Germany's chancellor on Monday criticised Turkish President Recep Tayyip Erdogan for likening a German ban on rallies by his ministers to "Nazi practices", calling the Turkish president's comparison "absurd" but urging calm.

"To our Turkish partners, let us talk openly and critically, but let us remember the special meaning of our close relationship and let cool heads prevail," said Steffen Seibert, Angela Merkel's spokesman.

Sharply rejecting Erdogan's Nazi jibe, Seibert said: "Nazi comparisons are always absurd and out of place, because they lead only to one thing - the trivialising of the crimes against humanity committed by the Nazis."

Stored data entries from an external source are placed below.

//! Scheduled order trigger evaluation
//!
//! Re-prices open orders against the live price path and transitions them
//! between lifecycle states. One order's failure never aborts the rest of
//! the batch; a missing price is a soft skip, not an order failure.

use super::{dca_due, evaluate_trigger, next_execution, Order, OrderKind, OrderStore};
use crate::config::SchedulerConfig;
use crate::coordinator::{keys, RequestCoordinator};
use crate::error::{EngineError, EngineResult};
use crate::metrics;
use crate::providers::SwapProvider;

use chrono::{DateTime, Duration, Utc};
use std::sync::Arc;
use tracing::{debug, info, warn};

/// What a single evaluation cycle did.
#[derive(Debug, Default, Clone, Copy, PartialEq, Eq)]
pub struct CycleSummary {
    pub evaluated: usize,
    pub triggered: usize,
    pub advanced: usize,
    pub expired: usize,
    pub skipped: usize,
    pub errors: usize,
}

enum OrderOutcome {
    Idle,
    Skipped,
    Triggered,
    Expired,
    Advanced,
}

/// Periodic evaluator for limit and DCA orders.
pub struct TriggerEvaluator {
    store: Arc<dyn OrderStore>,
    prices: Arc<dyn SwapProvider>,
    coordinator: RequestCoordinator,
    trigger_window: Duration,
}

impl TriggerEvaluator {
    pub fn new(
        store: Arc<dyn OrderStore>,
        prices: Arc<dyn SwapProvider>,
        coordinator: RequestCoordinator,
        config: &SchedulerConfig,
    ) -> Self {
        Self {
            store,
            prices,
            coordinator,
            trigger_window: Duration::hours(config.trigger_window_hours),
        }
    }

    /// Run one full cycle: expire lapsed execution windows, then evaluate
    /// every active order in isolation.
    pub async fn run_cycle(&self) -> EngineResult<CycleSummary> {
        let started = std::time::Instant::now();
        let now = Utc::now();
        let mut summary = CycleSummary::default();

        for order in self.store.triggered_orders().await? {
            if order.trigger_expires_at.map_or(false, |t| t <= now) {
                match self.store.mark_expired(order.id).await {
                    Ok(()) => {
                        summary.expired += 1;
                        metrics::record_order_expired();
                        info!("Order {} execution window lapsed", order.id);
                    }
                    Err(e) => {
                        summary.errors += 1;
                        warn!("Failed to expire order {}: {}", order.id, e);
                    }
                }
            }
        }

        for order in self.store.active_orders().await? {
            summary.evaluated += 1;
            match self.process_order(&order, now).await {
                Ok(OrderOutcome::Triggered) => summary.triggered += 1,
                Ok(OrderOutcome::Advanced) => summary.advanced += 1,
                Ok(OrderOutcome::Expired) => summary.expired += 1,
                Ok(OrderOutcome::Skipped) => summary.skipped += 1,
                Ok(OrderOutcome::Idle) => {}
                Err(e) => {
                    summary.errors += 1;
                    metrics::record_order_eval_error();
                    warn!("Order {} evaluation failed: {}", order.id, e);
                    if let Err(e) = self
                        .store
                        .record_execution_error(order.id, &e.to_string())
                        .await
                    {
                        warn!("Failed to record error for order {}: {}", order.id, e);
                    }
                }
            }
        }

        metrics::observe_eval_duration(started.elapsed().as_secs_f64());
        debug!("Trigger cycle done: {:?}", summary);
        Ok(summary)
    }

    async fn process_order(
        &self,
        order: &Order,
        now: DateTime<Utc>,
    ) -> EngineResult<OrderOutcome> {
        if order.expires_at.map_or(false, |t| t <= now) {
            self.store.mark_expired(order.id).await?;
            metrics::record_order_expired();
            info!("Order {} expired", order.id);
            return Ok(OrderOutcome::Expired);
        }

        match order.kind {
            OrderKind::Limit => self.process_limit(order, now).await,
            OrderKind::Dca => self.process_dca(order, now).await,
        }
    }

    async fn process_limit(
        &self,
        order: &Order,
        now: DateTime<Utc>,
    ) -> EngineResult<OrderOutcome> {
        let Some(price) = self
            .current_price(order.chain_id, &order.from_token_address)
            .await
        else {
            debug!("No price for order {}, skipping this cycle", order.id);
            return Ok(OrderOutcome::Skipped);
        };

        let Some(kind) = evaluate_trigger(order, &price) else {
            return Ok(OrderOutcome::Idle);
        };

        self.store
            .mark_triggered(order.id, kind, now, now + self.trigger_window)
            .await?;
        metrics::record_order_triggered(kind.as_str());
        info!(
            "Order {} triggered ({}) at price {}",
            order.id,
            kind.as_str(),
            price
        );
        Ok(OrderOutcome::Triggered)
    }

    async fn process_dca(&self, order: &Order, now: DateTime<Utc>) -> EngineResult<OrderOutcome> {
        if !dca_due(order, now) {
            return Ok(OrderOutcome::Idle);
        }

        let executed = order.intervals_executed + 1;
        let completed = order.intervals_total.map_or(false, |total| executed >= total);
        let next = if completed {
            None
        } else {
            order.cadence.map(|cadence| next_execution(now, cadence))
        };

        self.store
            .advance_dca(order.id, executed, next, completed)
            .await?;
        info!(
            "DCA order {} advanced to interval {}{}",
            order.id,
            executed,
            if completed { " (completed)" } else { "" }
        );
        Ok(OrderOutcome::Advanced)
    }

    /// Price through the coordinator's cached path. Failures and missing
    /// prices both come back as `None`: transient, not an order error.
    async fn current_price(&self, chain_id: u64, token_address: &str) -> Option<String> {
        let key = keys::price_key(chain_id, token_address);
        let ttl = self.coordinator.config().price_ttl();
        let prices = self.prices.clone();
        let token = token_address.to_string();

        let result = self
            .coordinator
            .dedupe(&key, ttl, move || async move {
                let price = prices.get_token_price(chain_id, &token).await?;
                serde_json::to_value(price).map_err(|e| EngineError::Internal(e.to_string()))
            })
            .await;

        match result {
            Ok(value) => serde_json::from_value::<Option<String>>(value)
                .ok()
                .flatten(),
            Err(e) => {
                debug!("Price fetch failed for {}: {}", key, e);
                None
            }
        }
    }
}

#[cfg(test)]
mod tests {
    use super::*;
    use crate::config::CoordinatorConfig;
    use crate::orders::{
        DcaCadence, MockOrderStore, OrderCondition, OrderStatus, TriggerKind,
    };
    use crate::providers::{Quote, TokenRef};
    use async_trait::async_trait;
    use chrono::Timelike;
    use uuid::Uuid;

    struct FixedPrice(Option<String>);

    #[async_trait]
    impl SwapProvider for FixedPrice {
        async fn get_quote(
            &self,
            _chain_id: u64,
            _from: &TokenRef,
            _to: &TokenRef,
            _amount_base: &str,
            _slippage_bps: u32,
        ) -> EngineResult<Quote> {
            unimplemented!("not exercised by evaluator tests")
        }

        async fn get_token_price(
            &self,
            _chain_id: u64,
            _token_address: &str,
        ) -> EngineResult<Option<String>> {
            Ok(self.0.clone())
        }
    }

    fn limit_order(token: &str, target: &str, take_profit: Option<&str>) -> Order {
        Order {
            id: Uuid::new_v4(),
            chain_id: 1,
            from_token_address: token.to_string(),
            kind: OrderKind::Limit,
            condition: OrderCondition::Above,
            target_price: target.to_string(),
            take_profit_price: take_profit.map(str::to_string),
            stop_loss_price: None,
            status: OrderStatus::Active,
            created_at: Utc::now(),
            expires_at: None,
            triggered_at: None,
            trigger_expires_at: None,
            triggered_by: None,
            execution_error: None,
            cadence: None,
            execution_hour: None,
            intervals_total: None,
            intervals_executed: 0,
            next_execution_at: None,
        }
    }

    fn evaluator(store: MockOrderStore, price: Option<&str>) -> TriggerEvaluator {
        TriggerEvaluator::new(
            Arc::new(store),
            Arc::new(FixedPrice(price.map(str::to_string))),
            RequestCoordinator::new(CoordinatorConfig::default()),
            &SchedulerConfig::default(),
        )
    }

    #[tokio::test]
    async fn triggers_take_profit_beyond_band_with_24h_window() {
        let order = limit_order("0xaaa", "100", Some("120"));
        let order_id = order.id;

        let mut store = MockOrderStore::new();
        store
            .expect_triggered_orders()
            .returning(|| Ok(Vec::new()));
        store
            .expect_active_orders()
            .return_once(move || Ok(vec![order]));
        store
            .expect_mark_triggered()
            .withf(move |id, kind, at, expires| {
                *id == order_id
                    && *kind == TriggerKind::TakeProfit
                    && *expires - *at == Duration::hours(24)
            })
            .times(1)
            .returning(|_, _, _, _| Ok(()));

        let summary = evaluator(store, Some("125")).run_cycle().await.unwrap();
        assert_eq!(summary.triggered, 1);
        assert_eq!(summary.errors, 0);
    }

    #[tokio::test]
    async fn triggers_primary_target_between_target_and_take_profit() {
        let order = limit_order("0xaaa", "100", Some("120"));

        let mut store = MockOrderStore::new();
        store
            .expect_triggered_orders()
            .returning(|| Ok(Vec::new()));
        store
            .expect_active_orders()
            .return_once(move || Ok(vec![order]));
        store
            .expect_mark_triggered()
            .withf(|_, kind, _, _| *kind == TriggerKind::Target)
            .times(1)
            .returning(|_, _, _, _| Ok(()));

        let summary = evaluator(store, Some("105")).run_cycle().await.unwrap();
        assert_eq!(summary.triggered, 1);
    }

    #[tokio::test]
    async fn missing_price_skips_without_failing_the_order() {
        let order = limit_order("0xaaa", "100", None);

        let mut store = MockOrderStore::new();
        store
            .expect_triggered_orders()
            .returning(|| Ok(Vec::new()));
        store
            .expect_active_orders()
            .return_once(move || Ok(vec![order]));
        // No mark_triggered or record_execution_error expected

        let summary = evaluator(store, None).run_cycle().await.unwrap();
        assert_eq!(summary.skipped, 1);
        assert_eq!(summary.triggered, 0);
        assert_eq!(summary.errors, 0);
    }

    #[tokio::test]
    async fn one_failing_order_does_not_abort_the_batch() {
        let failing = limit_order("0xaaa", "100", None);
        let healthy = limit_order("0xbbb", "100", None);
        let failing_id = failing.id;
        let healthy_id = healthy.id;

        let mut store = MockOrderStore::new();
        store
            .expect_triggered_orders()
            .returning(|| Ok(Vec::new()));
        store
            .expect_active_orders()
            .return_once(move || Ok(vec![failing, healthy]));
        store
            .expect_mark_triggered()
            .withf(move |id, _, _, _| *id == failing_id)
            .returning(|_, _, _, _| {
                Err(EngineError::Internal("row write failed".to_string()))
            });
        store
            .expect_mark_triggered()
            .withf(move |id, _, _, _| *id == healthy_id)
            .times(1)
            .returning(|_, _, _, _| Ok(()));
        store
            .expect_record_execution_error()
            .withf(move |id, _| *id == failing_id)
            .times(1)
            .returning(|_, _| Ok(()));

        let summary = evaluator(store, Some("150")).run_cycle().await.unwrap();
        assert_eq!(summary.triggered, 1);
        assert_eq!(summary.errors, 1);
    }

    #[tokio::test]
    async fn sweep_expires_lapsed_orders_and_windows() {
        let mut stale_active = limit_order("0xaaa", "100", None);
        stale_active.expires_at = Some(Utc::now() - Duration::hours(1));
        let stale_active_id = stale_active.id;

        let mut lapsed_triggered = limit_order("0xbbb", "100", None);
        lapsed_triggered.status = OrderStatus::Triggered;
        lapsed_triggered.trigger_expires_at = Some(Utc::now() - Duration::minutes(5));
        let lapsed_id = lapsed_triggered.id;

        let mut store = MockOrderStore::new();
        store
            .expect_triggered_orders()
            .return_once(move || Ok(vec![lapsed_triggered]));
        store
            .expect_active_orders()
            .return_once(move || Ok(vec![stale_active]));
        store
            .expect_mark_expired()
            .withf(move |id| *id == lapsed_id)
            .times(1)
            .returning(|_| Ok(()));
        store
            .expect_mark_expired()
            .withf(move |id| *id == stale_active_id)
            .times(1)
            .returning(|_| Ok(()));

        let summary = evaluator(store, Some("50")).run_cycle().await.unwrap();
        assert_eq!(summary.expired, 2);
    }

    #[tokio::test]
    async fn dca_order_advances_and_completes_on_final_interval() {
        let now = Utc::now();
        let mut order = limit_order("0xaaa", "0", None);
        order.kind = OrderKind::Dca;
        order.cadence = Some(DcaCadence::Weekly);
        order.execution_hour = Some(now.hour());
        order.intervals_total = Some(5);
        order.intervals_executed = 4;
        order.next_execution_at = Some(now - Duration::minutes(10));
        let order_id = order.id;

        let mut store = MockOrderStore::new();
        store
            .expect_triggered_orders()
            .returning(|| Ok(Vec::new()));
        store
            .expect_active_orders()
            .return_once(move || Ok(vec![order]));
        store
            .expect_advance_dca()
            .withf(move |id, executed, next, completed| {
                *id == order_id && *executed == 5 && next.is_none() && *completed
            })
            .times(1)
            .returning(|_, _, _, _| Ok(()));

        let summary = evaluator(store, Some("1")).run_cycle().await.unwrap();
        assert_eq!(summary.advanced, 1);
    }
}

Ankara and Berlin are locked in a new dispute weighing on already frayed ties, this time over rallies in Germany by Turkish ministers to promote Erdogan's bid for greater powers.

The row erupted late last week after three German local authorities banned the ministers' scheduled rallies ahead of an April referendum over the plan to scrap the prime minister post in Turkey altogether.

The German authorities cited capacity problems in hosting the events, which they said would likely attract large crowds.

Chancellor Angela Merkel has said her government did not have a hand in the decisions, which fell under the jurisdiction of local governments.

But Ankara responded with fury to the cancellations, accusing Berlin of working against the referendum.

Lashing out against Berlin, Erdogan on Sunday told a rally in Istanbul: "Germany, you are not even close to democracy. Your practices are not different from the Nazi practices of the past."

He also warned Germany not to hinder him from making an appearance if he wished. 

"If you don't let me in, or if you don't let me speak, I will make the whole world rise up," he said.

Big voter base

Germany is home to the biggest population of Turkish people abroad, with about three million people of Turkish origin living here, the legacy of a massive "guest worker" programme mainly in the 1960s and 70s.

With some 1.4 million Turks in Germany holding the right to vote in Turkey, it is not uncommon to see politicians travelling there from Ankara to seek to sway the significant voter base. 

Undeterred by the numerous cancellations last week, Economy Minister Nihat Zeybekci made a campaign appearance in Cologne on Sunday.

Turkey's foreign minister, Mevlut Cavusoglu, is also planning to hold a campaign rally on Tuesday in Hamburg.

Altmaier repeated Merkel's argument that campaign rallies by Turkish ministers, in general, should not be banned.

"But they must adhere to existing rules. They must be registered and subject to checks," he said.